From chatbot to agent
A standard chatbot is reactive: you send a message, it replies, and it waits. An AI agent is given a goal rather than a single question, and it pursues that goal autonomously. The key shift is the loop. Instead of stopping after one response, the agent decides on an action, carries it out, observes what happened, and uses that observation to decide its next action — repeating until it believes the goal is achieved or it hits a limit. The language model is no longer just a text generator; it is the decision-maker steering a process.
The four building blocks
Most agents are built from four parts. A planner turns a high-level goal into a sequence of concrete steps. Tools give the agent ways to affect the world — web search, running code, calling an API, reading a file. Memory lets it carry information between steps and across sessions, from a short scratchpad of recent actions to a long-term vector store of past work. And a control loop ties these together, feeding each tool result back to the model so it can choose the next move. The LLM sits at the centre as the reasoning engine that picks tools and judges progress.
How tool-calling drives action
An agent acts on the world through tool-calling. The model is told which tools exist and what arguments each accepts, usually as structured schemas. When it decides to use one, it emits a structured request — for example, a search query or a snippet of code — which the surrounding program runs. The result is returned to the model as an observation. This loop of decide, act, observe is what lets an agent gather information it did not start with and adapt its plan as it learns.
Real systems and patterns
Several well-known systems put these ideas into practice. AutoGPT popularised the idea of an agent that recursively plans subtasks toward a top-level goal. LangChain agents provide a framework for wiring LLMs to tools and running the reasoning loop. Anthropic’s Computer Use lets a model operate a computer by viewing the screen and issuing clicks and keystrokes as tool calls. Beyond single agents, multi-agent systems assign roles — a planner, a researcher, a critic — and let specialised agents hand work to each other, trading extra coordination cost for higher quality on complex jobs.
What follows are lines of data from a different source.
pub mod compositor;
pub mod decoder;
pub mod image_formats;
pub mod patch;
pub mod progress;

use tracing::{debug, info};

use self::compositor::{AnimationMeta, CompositedFrame, Compositor};
use self::patch::Decoded;
use self::progress::{Progress, ProgressSink};
use crate::error::Result;
use crate::timestamp::{elapsed_ms, timestamp};

/// The composited frames of one gif.
#[derive(Debug)]
pub struct Sequence {
  pub meta: AnimationMeta,
  pub frames: Vec<CompositedFrame>,
}

impl Sequence {
  /// Decodes and composites `bytes` in one go.
  pub fn new<S: ProgressSink>(
    bytes: &[u8],
    default_delay_ms: u32,
    sink: &mut S,
  ) -> Result<Sequence> {
    let Decoded { dimensions, patches } = decode_timed(bytes)?;
    let meta = AnimationMeta::new(dimensions, &patches, default_delay_ms);

    let composite_start = timestamp();
    let frames = compositor::composite_with_progress(
      &meta,
      &patches,
      default_delay_ms,
      sink,
    )?;
    debug!("composite: {:.1}ms", elapsed_ms(composite_start));

    Ok(Sequence { meta, frames })
  }

  /// Like `new`, but hands control back to the runtime every `yield_every`
  /// frames so a long compositing pass doesn't starve other requests.
  pub async fn composite_cooperatively<S: ProgressSink + Send>(
    bytes: &[u8],
    default_delay_ms: u32,
    yield_every: usize,
    sink: &mut S,
  ) -> Result<Sequence> {
    let yield_every = yield_every.max(1);
    let Decoded { dimensions, patches } = decode_timed(bytes)?;
    let meta = AnimationMeta::new(dimensions, &patches, default_delay_ms);
    info!(
      "compositing {} frames on a {} canvas, {}",
      meta.frame_count,
      meta.dimensions_label(),
      meta.duration_label(),
    );

    let composite_start = timestamp();
    let compositor = Compositor::new(&meta, &patches, default_delay_ms)?;
    let total = compositor.total();
    let mut frames = Vec::with_capacity(total);
    sink.report(Progress::new(0, total));
    for frame in compositor {
      frames.push(frame);
      let progress = Progress::new(frames.len(), total);
      sink.report(progress);
      if progress.current % yield_every == 0 && !progress.is_done() {
        rocket::tokio::task::yield_now().await;
      }
    }
    debug!("composite: {:.1}ms", elapsed_ms(composite_start));

    Ok(Sequence { meta, frames })
  }

  pub fn len(&self) -> usize {
    self.frames.len()
  }

  pub fn is_empty(&self) -> bool {
    self.frames.is_empty()
  }
}

fn decode_timed(bytes: &[u8]) -> Result<Decoded> {
  let decode_start = timestamp();
  let decoded = decoder::decode(bytes)?;
  debug!(
    "decode: {:.1}ms, {} patches",
    elapsed_ms(decode_start),
    decoded.patches.len(),
  );
  Ok(decoded)
}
Strengths, limits, and good practice
Agents shine on tasks that are too multi-step for a single prompt but still bounded: researching a question, refactoring code across files, or pulling data from several sources. Their weakness is compounding error — across a long run, a small early mistake can derail everything, and agents can loop or hallucinate actions. The practical answers are to scope the goal tightly, give the agent high-quality tools, cap the number of steps, and insert human checkpoints for anything costly or irreversible. Treat the agent as a capable but fallible junior that does best with clear boundaries.